The Geologist's 100 Things List
I haven’t posted in a while, but I feel a few posts getting ready to ooze out over the next few weeks. But in order to get back into the swing of things, I’m going to indulge in some lightweight posting. Ages ago by internet standards (but less than an eye blink in geologic time), a meme circulated amongst geo bloggers. It was a list of 100 things that all geologists should see.
Here’s how I stack up:
Thing’s I’ve done are in bold, with partial credit in italics.
1. See an erupting volcano. [A wisp of steam from Mt. St. Helens viewed through an airplane window doesn’t really count does it?]
2. See a glacier. [New Zealand, Iceland, Oregon, Ellesmere Island]
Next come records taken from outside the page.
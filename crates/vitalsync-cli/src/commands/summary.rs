use chrono::NaiveDate;
use vitalsync_core::{SnapshotBuilder, SourceKind};

use super::{EngineOptions, format_value, make_engine, runtime, source_tag, today};

pub fn run(opts: &EngineOptions, date: Option<NaiveDate>, top: usize) -> anyhow::Result<()> {
    let engine = make_engine(opts)?;
    let date = date.unwrap_or_else(today);
    let snapshot = runtime()?.block_on(engine.snapshot(date));
    let builder = SnapshotBuilder::new(engine.catalog(), &snapshot);

    println!("Summary for {date}");
    println!();
    for entry in builder.top_n(top) {
        println!(
            "  {:<34} {:>10} {:<12} {}",
            entry.name,
            format_value(entry.value),
            entry.unit,
            source_tag(entry.source)
        );
    }

    println!();
    println!("  {:<16} {:>6}", "category", "with data");
    for group in builder.by_category() {
        let total = engine.catalog().by_category(group.category).len();
        println!(
            "  {:<16} {:>6}/{total}",
            group.category.to_string(),
            group.entries.len()
        );
    }

    let cloud = snapshot
        .iter()
        .filter(|(id, _)| snapshot.source_of(id) == Some(SourceKind::Cloud))
        .count();
    println!();
    println!(
        "  {} metrics with data, {cloud} from cloud, {} without data",
        snapshot.len(),
        builder.missing().len()
    );
    Ok(())
}
// 📜 Ledger Script - Replay a CSV of ledger operations
//
// Columns: op,ref,name,bank,user,to_user,to_bank,amount,allow_negative,policy
//
//   bank     ref, allow_negative?, policy?
//   user     ref, name
//   account  ref, user, bank, amount? (initial balance, default 0)
//   deposit  ref (account), amount
//   withdraw ref (account), amount
//   send     bank, user, to_user, amount, to_bank?
//
// `ref` is a label local to the script; the runner maps it to the
// generated id. Ledger rejections (insufficient funds, …) are recorded and
// the run continues; malformed rows abort the run.

use crate::entities::FundingPolicy;
use crate::error::LedgerError;
use crate::registry::Registry;
use crate::transfer::TransferReceipt;
use anyhow::{anyhow, bail, Context, Result};
use rust_decimal::Decimal;
use serde::{Deserialize, Serialize};
use std::collections::HashMap;
use std::io::Read;
use std::path::Path;
use tracing::{debug, info};

#[derive(Debug, Clone, Copy, PartialEq, Eq, Serialize, Deserialize)]
#[serde(rename_all = "lowercase")]
pub enum ScriptOp {
    Bank,
    User,
    Account,
    Deposit,
    Withdraw,
    Send,
}

/// One CSV row
#[derive(Debug, Clone, Default, Deserialize, Serialize)]
pub struct ScriptStep {
    pub op: Option<ScriptOp>,
    #[serde(rename = "ref")]
    pub reference: Option<String>,
    pub name: Option<String>,
    pub bank: Option<String>,
    pub user: Option<String>,
    pub to_user: Option<String>,
    pub to_bank: Option<String>,
    pub amount: Option<Decimal>,
    pub allow_negative: Option<bool>,
    pub policy: Option<String>,
}

/// A ledger operation the script asked for but the ledger refused
#[derive(Debug, Clone, Serialize)]
pub struct Rejection {
    /// 1-based data row number (header excluded)
    pub row: usize,
    pub op: ScriptOp,
    pub kind: &'static str,
    pub error: String,
}

#[derive(Debug, Default, Serialize)]
pub struct RunReport {
    pub executed: usize,
    pub rejected: Vec<Rejection>,
    pub transfers: Vec<TransferReceipt>,
}

pub fn load_script(path: &Path) -> Result<Vec<ScriptStep>> {
    let rdr = csv::ReaderBuilder::new()
        .trim(csv::Trim::All)
        .from_path(path)
        .with_context(|| format!("Failed to open script {}", path.display()))?;
    collect_steps(rdr)
}

pub fn parse_script<R: Read>(reader: R) -> Result<Vec<ScriptStep>> {
    let rdr = csv::ReaderBuilder::new()
        .trim(csv::Trim::All)
        .from_reader(reader);
    collect_steps(rdr)
}

fn collect_steps<R: Read>(mut rdr: csv::Reader<R>) -> Result<Vec<ScriptStep>> {
    let mut steps = Vec::new();
    for (index, result) in rdr.deserialize().enumerate() {
        let step: ScriptStep =
            result.with_context(|| format!("Failed to parse script row {}", index + 1))?;
        steps.push(step);
    }
    Ok(steps)
}

// ============================================================================
// RUNNER
// ============================================================================

pub struct ScriptRunner {
    registry: Registry,

    /// Script label → generated id (one namespace for all entity kinds)
    refs: HashMap<String, String>,
}

impl ScriptRunner {
    pub fn new(registry: Registry) -> Self {
        ScriptRunner {
            registry,
            refs: HashMap::new(),
        }
    }

    pub fn registry(&self) -> &Registry {
        &self.registry
    }

    pub fn into_registry(self) -> Registry {
        self.registry
    }

    /// Generated id behind a script label
    pub fn resolve(&self, label: &str) -> Option<&str> {
        self.refs.get(label).map(String::as_str)
    }

    pub fn run(&mut self, steps: &[ScriptStep]) -> Result<RunReport> {
        let mut report = RunReport::default();

        for (index, step) in steps.iter().enumerate() {
            let row = index + 1;
            let op = step
                .op
                .ok_or_else(|| anyhow!("Row {}: missing op", row))?;

            match self.apply(op, step).with_context(|| format!("Row {} ({:?})", row, op))? {
                Ok(receipt) => {
                    report.executed += 1;
                    if let Some(receipt) = receipt {
                        report.transfers.push(receipt);
                    }
                }
                Err(e) => {
                    debug!(row, ?op, error = %e, "operation rejected");
                    report.rejected.push(Rejection {
                        row,
                        op,
                        kind: e.kind(),
                        error: e.to_string(),
                    });
                }
            }
        }

        info!(
            executed = report.executed,
            rejected = report.rejected.len(),
            "script finished"
        );
        Ok(report)
    }

    /// Outer error: malformed row. Inner error: ledger rejection.
    fn apply(
        &mut self,
        op: ScriptOp,
        step: &ScriptStep,
    ) -> Result<std::result::Result<Option<TransferReceipt>, LedgerError>> {
        match op {
            ScriptOp::Bank => {
                let label = required(&step.reference, "ref")?;
                let allow_negative = step
                    .allow_negative
                    .unwrap_or(self.registry.config().default_allow_negative);
                let bank_id = self.registry.create_bank(allow_negative);

                if let Some(policy) = &step.policy {
                    let policy: FundingPolicy = policy.parse().map_err(|e: String| anyhow!(e))?;
                    if let Some(bank) = self.registry.bank_mut(&bank_id) {
                        bank.set_funding_policy(policy);
                    }
                }

                self.bind(label, bank_id)?;
                Ok(Ok(None))
            }
            ScriptOp::User => {
                let label = required(&step.reference, "ref")?;
                let name = required(&step.name, "name")?;
                let user_id = self.registry.create_user(name);
                self.bind(label, user_id)?;
                Ok(Ok(None))
            }
            ScriptOp::Account => {
                let label = required(&step.reference, "ref")?;
                let user_id = self.lookup(required(&step.user, "user")?)?;
                let bank_id = self.lookup(required(&step.bank, "bank")?)?;
                let initial = step.amount.unwrap_or(Decimal::ZERO);

                match self.registry.open_account(&user_id, &bank_id, initial) {
                    Ok(account_id) => {
                        self.bind(label, account_id)?;
                        Ok(Ok(None))
                    }
                    Err(e) => Ok(Err(e)),
                }
            }
            ScriptOp::Deposit | ScriptOp::Withdraw => {
                let account_id = self.lookup(required(&step.reference, "ref")?)?;
                let amount = step.amount.ok_or_else(|| anyhow!("missing amount"))?;
                let account = self
                    .registry
                    .account_mut(&account_id)
                    .ok_or_else(|| anyhow!("unknown account {}", account_id))?;

                let outcome = if op == ScriptOp::Deposit {
                    account.deposit(amount)
                } else {
                    account.withdraw(amount)
                };
                Ok(outcome.map(|_| None))
            }
            ScriptOp::Send => {
                let bank_id = self.lookup(required(&step.bank, "bank")?)?;
                let from = self.lookup(required(&step.user, "user")?)?;
                let to = self.lookup(required(&step.to_user, "to_user")?)?;
                let amount = step.amount.ok_or_else(|| anyhow!("missing amount"))?;
                let to_bank = match &step.to_bank {
                    Some(label) => Some(self.lookup(label)?),
                    None => None,
                };

                Ok(self
                    .registry
                    .send(&bank_id, &from, &to, amount, to_bank.as_deref())
                    .map(Some))
            }
        }
    }

    fn bind(&mut self, label: &str, id: String) -> Result<()> {
        if self.refs.contains_key(label) {
            bail!("duplicate ref {}", label);
        }
        self.refs.insert(label.to_string(), id);
        Ok(())
    }

    fn lookup(&self, label: &str) -> Result<String> {
        self.refs
            .get(label)
            .cloned()
            .ok_or_else(|| anyhow!("unknown ref {}", label))
    }
}

fn required<'a>(field: &'a Option<String>, column: &str) -> Result<&'a str> {
    field
        .as_deref()
        .ok_or_else(|| anyhow!("missing {}", column))
}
3. See an active geyser such as those in Yellowstone, New Zealand or the type locality of Iceland. [all three actually]
4. Visit the Cretaceous/Tertiary (KT) Boundary. Possible locations include Gubbio, Italy, Stevns Klint, Denmark, the Red Deer River Valley near Drumheller, Alberta.
5. Observe (from a safe distance) a river whose discharge is above bankful stage. [The Mississippi River in 1993 and 1997 and many many others. It’s an occupational hazard.]
6. Explore a limestone cave. Try Carlsbad Caverns in New Mexico, Lehman Caves in Great Basin National Park, or the caves of Kentucky or TAG (Tennessee, Alabama, and Georgia). [Carlsbad for a big one and Mystery Cave for one local to the karst area where I grew up]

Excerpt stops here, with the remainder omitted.